10. In view of what has been discussed in the preceding paras and following the aforesaid order passed by the coordinate Bench of the Tribunal, we are of the considered view that no doubt provisions contained u/s 234E under which late fee has been levied for defaults of period in filing the TDS/TCS statements/returns but coordinate Benches of the Tribunal have followed one approach, though there are conflicting decisions of different High Courts in the absence of any decision of Hon’ble jurisdictional High Court.
11. Because Hon’ble Karnataka High Court in case of Fatehraj Singhvi & Ors. vs. UOI & Ors. 2016 (9) TMI 964 (Karnataka High Court) is in favour of the assessee holding that the amendments brought in statute w.e.f. 01.06.2015 are prospective in nature and as such, notices issued u/s 200A of the Act for computation and intimation of payment of late filing fee u/s 234E of the Act relating to the period of tax deduction prior to 01.06.2015 was not maintainable.
12. At the same time, Hon’ble Gujarat High Court in case of Rajesh Kourani vs.
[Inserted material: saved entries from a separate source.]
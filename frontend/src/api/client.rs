//! HTTP 客户端封装
//!
//! `Transport` 是唯一的 I/O 接缝：浏览器下由 `web::FetchTransport` 实现，
//! 测试中由 `MockTransport` 实现。`ApiClient` 在其上实现两个拦截器：
//!
//! - 请求拦截：拼接 URL，注入 `Authorization: Bearer <token>`
//! - 响应拦截：按状态码分类、记录日志，401 时清除本地凭据，然后把错误返回给调用方

use std::sync::Arc;

use async_trait::async_trait;
use percent_encoding::percent_decode_str;
use serde::de::DeserializeOwned;
use taskhub_shared::protocol::{self, ApiRequest, Endpoint, FilePart, HttpMethod, Payload};
use taskhub_shared::{CONTENT_TYPE_JSON, HEADER_AUTHORIZATION, HEADER_CONTENT_TYPE};

use crate::auth::CredentialStore;
use crate::config::ClientConfig;
use crate::error::{ApiError, ApiErrorKind, ApiResult};

// =========================================================
// 核心抽象层 (HTTP Interface Abstraction)
// =========================================================

#[derive(Debug, Clone, PartialEq)]
pub enum RequestBody {
    Empty,
    Text(String),
    /// 浏览器会自行设置 multipart boundary，所以不设置 Content-Type
    Multipart {
        field: &'static str,
        file: FilePart,
    },
}

#[derive(Debug, Clone, PartialEq)]
pub struct HttpRequest {
    pub method: HttpMethod,
    pub url: String,
    pub headers: Vec<(String, String)>,
    pub body: RequestBody,
    pub timeout_ms: u32,
}

impl HttpRequest {
    pub fn header(&self, key: &str) -> Option<&str> {
        self.headers
            .iter()
            .find(|(k, _)| k.eq_ignore_ascii_case(key))
            .map(|(_, v)| v.as_str())
    }
}

#[derive(Debug, Clone, Default, PartialEq)]
pub struct HttpResponse {
    pub status: u16,
    pub content_type: Option<String>,
    pub content_disposition: Option<String>,
    pub body: Vec<u8>,
}

impl HttpResponse {
    /// 检查响应是否成功 (2xx)
    pub fn ok(&self) -> bool {
        (200..300).contains(&self.status)
    }

    pub fn text(&self) -> String {
        String::from_utf8_lossy(&self.body).into_owned()
    }

    pub fn json<T: DeserializeOwned>(&self) -> ApiResult<T> {
        serde_json::from_slice(&self.body).map_err(|e| ApiError::decode(e.to_string()))
    }
}

#[async_trait(?Send)]
pub trait Transport: Send + Sync + 'static {
    /// 只在请求没有得到任何响应时返回 Err（网络错误、超时）
    async fn send(&self, req: HttpRequest) -> ApiResult<HttpResponse>;
}

// =========================================================
// 下载文件
// =========================================================

/// 二进制响应（CSV 导出、附件下载）
#[derive(Debug, Clone, PartialEq)]
pub struct Download {
    pub filename: String,
    pub content_type: String,
    pub bytes: Vec<u8>,
}

impl Download {
    pub fn from_response(response: HttpResponse, fallback_name: &str) -> Self {
        let filename = response
            .content_disposition
            .as_deref()
            .and_then(filename_from_disposition)
            .unwrap_or_else(|| fallback_name.to_string());
        Self {
            filename,
            content_type: response
                .content_type
                .unwrap_or_else(|| "application/octet-stream".to_string()),
            bytes: response.body,
        }
    }
}

/// 解析 `attachment; filename="a.csv"` 或 `filename*=UTF-8''a.csv`
fn filename_from_disposition(header: &str) -> Option<String> {
    let mut plain = None;
    for part in header.split(';').map(str::trim) {
        if let Some(value) = part.strip_prefix("filename*=") {
            let value = value.trim_matches('"');
            let encoded = value.rsplit("''").next().unwrap_or(value);
            return Some(percent_decode_str(encoded).decode_utf8_lossy().into_owned());
        }
        if let Some(value) = part.strip_prefix("filename=") {
            plain = Some(value.trim_matches('"').to_string());
        }
    }
    plain.filter(|name| !name.is_empty())
}

// =========================================================
// ApiClient
// =========================================================

pub struct ApiClient<T, C> {
    transport: Arc<T>,
    credentials: Arc<C>,
    config: Arc<ClientConfig>,
}

impl<T, C> Clone for ApiClient<T, C> {
    fn clone(&self) -> Self {
        Self {
            transport: self.transport.clone(),
            credentials: self.credentials.clone(),
            config: self.config.clone(),
        }
    }
}

impl<T: Transport, C: CredentialStore> ApiClient<T, C> {
    pub fn new(transport: T, credentials: C, config: ClientConfig) -> Self {
        Self {
            transport: Arc::new(transport),
            credentials: Arc::new(credentials),
            config: Arc::new(config),
        }
    }

    pub fn credentials(&self) -> &C {
        &self.credentials
    }

    pub fn config(&self) -> &ClientConfig {
        &self.config
    }

    /// 发送强类型请求并解析 JSON 响应
    pub async fn send<R: ApiRequest>(&self, req: &R) -> ApiResult<R::Response> {
        let path = req.path();
        let response = self.execute(req).await?;
        response
            .json::<R::Response>()
            .map_err(|e| e.in_op_with("api.decode", &path))
    }

    /// 发送请求并返回原始字节（文件下载）
    pub async fn download<R: Endpoint>(&self, req: &R, fallback_name: &str) -> ApiResult<Download> {
        let response = self.execute(req).await?;
        Ok(Download::from_response(response, fallback_name))
    }

    async fn execute<R: Endpoint>(&self, req: &R) -> ApiResult<HttpResponse> {
        let path = req.path();
        let request = self
            .build_request(req)
            .map_err(|e| e.in_op_with("api.encode", &path))?;

        log::debug!("{} {}", request.method.as_str(), request.url);

        let result = match self.transport.send(request).await {
            Ok(response) if response.ok() => Ok(response),
            Ok(response) => Err(ApiError::from_response(response.status, &response.body)),
            Err(e) => Err(e),
        };

        result.map_err(|e| self.intercept_error(e).in_op_with("api.send", &path))
    }

    /// 请求拦截器
    fn build_request<R: Endpoint>(&self, req: &R) -> ApiResult<HttpRequest> {
        let mut url = self.config.url(&req.path());
        let mut headers = Vec::new();

        if let Some(token) = self.credentials.token() {
            headers.push((HEADER_AUTHORIZATION.to_string(), format!("Bearer {}", token)));
        }

        let body = match req.payload()? {
            Payload::Empty => RequestBody::Empty,
            Payload::Query(pairs) => {
                if !pairs.is_empty() {
                    url.push('?');
                    url.push_str(&protocol::query_string(&pairs));
                }
                RequestBody::Empty
            }
            Payload::Json(json) => {
                headers.push((HEADER_CONTENT_TYPE.to_string(), CONTENT_TYPE_JSON.to_string()));
                RequestBody::Text(json)
            }
            Payload::Multipart { field, file } => RequestBody::Multipart { field, file },
        };

        Ok(HttpRequest {
            method: R::METHOD,
            url,
            headers,
            body,
            timeout_ms: self.config.timeout_ms,
        })
    }

    /// 响应拦截器
    fn intercept_error(&self, err: ApiError) -> ApiError {
        match err.kind {
            ApiErrorKind::Unauthorized => {
                // 令牌过期或无效，清除本地凭据；跳转由路由监听认证状态完成
                self.credentials.clear();
                log::warn!("认证失效，已清除本地凭据: {}", err.message);
            }
            ApiErrorKind::Forbidden => log::warn!("权限不足，请联系管理员"),
            ApiErrorKind::Server => log::error!("服务器内部错误，请稍后重试"),
            ApiErrorKind::Network | ApiErrorKind::Timeout => {
                log::error!("网络错误: 无法连接到服务器 ({})", err.message)
            }
            _ => match err.status {
                Some(status) => log::error!("请求失败 ({}): {}", status, err.message),
                None => log::error!("请求错误: {}", err.message),
            },
        }
        err
    }
}

#[cfg(test)]
mod tests {
    use super::*;
    use crate::api::mock::MockTransport;
    use crate::auth::MemoryCredentials;
    use serde_json::json;
    use taskhub_shared::protocol::{BatchDeleteTasks, ExportTasksCsv, GetCurrentUser, ListTasks};
    use taskhub_shared::{TaskQuery, TaskStatus};

    fn client(token: Option<&str>) -> (MockTransport, ApiClient<MockTransport, MemoryCredentials>) {
        let transport = MockTransport::new();
        let creds = MemoryCredentials::new();
        if let Some(t) = token {
            creds.set_token(t);
            creds.set_admin(true);
        }
        let api = ApiClient::new(transport.clone(), creds, ClientConfig::new("/api"));
        (transport, api)
    }

    #[tokio::test]
    async fn injects_bearer_token_and_query() {
        let (transport, api) = client(Some("abc"));
        transport.mock_json(HttpMethod::Get, "/api/tasks/?status=completed", 200, json!([]));

        let tasks = api
            .send(&ListTasks(TaskQuery {
                status: Some(TaskStatus::Completed),
                ..Default::default()
            }))
            .await
            .unwrap();

        assert!(tasks.is_empty());
        let req = transport.last_request().unwrap();
        assert_eq!(req.header("Authorization"), Some("Bearer abc"));
        assert_eq!(req.body, RequestBody::Empty);
        assert_eq!(req.timeout_ms, 10_000);
    }

    #[tokio::test]
    async fn no_authorization_header_without_token() {
        let (transport, api) = client(None);
        transport.mock_json(HttpMethod::Delete, "/api/tasks/batch", 200, json!(2));

        let deleted = api
            .send(&BatchDeleteTasks {
                task_ids: vec![1, 2],
            })
            .await
            .unwrap();

        assert_eq!(deleted, 2);
        let req = transport.last_request().unwrap();
        assert_eq!(req.header("Authorization"), None);
        assert_eq!(req.header("content-type"), Some("application/json"));
        assert_eq!(req.body, RequestBody::Text(r#"{"task_ids":[1,2]}"#.into()));
    }

    #[tokio::test]
    async fn unauthorized_clears_credentials_and_rethrows() {
        let (transport, api) = client(Some("expired"));
        transport.mock_json(
            HttpMethod::Get,
            "/api/users/me",
            401,
            json!({"detail": "Could not validate credentials"}),
        );

        let err = api.send(&GetCurrentUser).await.unwrap_err();

        assert!(err.is_unauthorized());
        assert_eq!(err.message, "Could not validate credentials");
        assert_eq!(api.credentials().token(), None);
        assert!(!api.credentials().is_admin());
    }

    #[tokio::test]
    async fn forbidden_and_server_errors_keep_credentials() {
        let (transport, api) = client(Some("abc"));
        transport.mock_json(HttpMethod::Get, "/api/users/me", 403, json!({"detail": "no"}));

        let err = api.send(&GetCurrentUser).await.unwrap_err();
        assert_eq!(err.kind, ApiErrorKind::Forbidden);
        assert_eq!(api.credentials().token().as_deref(), Some("abc"));

        transport.mock_json(HttpMethod::Get, "/api/users/me", 500, json!({"detail": "boom"}));
        let err = api.send(&GetCurrentUser).await.unwrap_err();
        assert_eq!(err.kind, ApiErrorKind::Server);
        assert_eq!(api.credentials().token().as_deref(), Some("abc"));
    }

    #[tokio::test]
    async fn network_failure_is_traced() {
        let (transport, api) = client(None);
        transport.fail_with(ApiError::network("connection refused"));

        let err = api.send(&GetCurrentUser).await.unwrap_err();
        assert_eq!(err.kind, ApiErrorKind::Network);
        assert_eq!(err.spans(), ["api.send(/users/me)"]);
    }

    #[tokio::test]
    async fn malformed_json_is_a_decode_error() {
        let (transport, api) = client(None);
        transport.mock_raw(HttpMethod::Get, "/api/users/me", 200, b"<html>".to_vec(), None);

        let err = api.send(&GetCurrentUser).await.unwrap_err();
        assert_eq!(err.kind, ApiErrorKind::Decode);
    }

    #[tokio::test]
    async fn download_uses_content_disposition_filename() {
        let (transport, api) = client(Some("abc"));
        transport.mock_raw(
            HttpMethod::Get,
            "/api/tasks/export/csv",
            200,
            b"ID,Title\n1,a\n".to_vec(),
            Some("attachment; filename=tasks_bob.csv"),
        );

        let file = api
            .download(&ExportTasksCsv(TaskQuery::default()), "tasks.csv")
            .await
            .unwrap();

        assert_eq!(file.filename, "tasks_bob.csv");
        assert_eq!(file.bytes, b"ID,Title\n1,a\n".to_vec());
    }

    #[test]
    fn disposition_parsing_handles_quotes_and_encoding() {
        assert_eq!(
            filename_from_disposition(r#"attachment; filename="report.pdf""#),
            Some("report.pdf".to_string())
        );
        assert_eq!(
            filename_from_disposition("attachment; filename*=UTF-8''%E4%BB%BB%E5%8A%A1.csv"),
            Some("任务.csv".to_string())
        );
        assert_eq!(filename_from_disposition("inline"), None);
    }
}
UOI (2017) 83 taxmann.com 137 (Gujarat) has decided the issue against the assessee. So, in these circumstances, we are of the considered view that following the decision rendered by Hon’ble Supreme Court in the case of Vegetable products Limited 88 ITR 192 (SC) that when there are conflicting decisions, the view taken in favour of the assessee should be followed, the impugned order passed by the ld. CIT (A) confirming the late fee levied by the AO u/s 200A read with section 234E as the defaults are prior to 01.06.2015, is not sustainable in the eyes of law, hence fee levied u/s 234E is ordered to be deleted. Consequently, the appeal filed by the assessee is allowed.
Order pronounced in open court on this 9th day of July, 2021.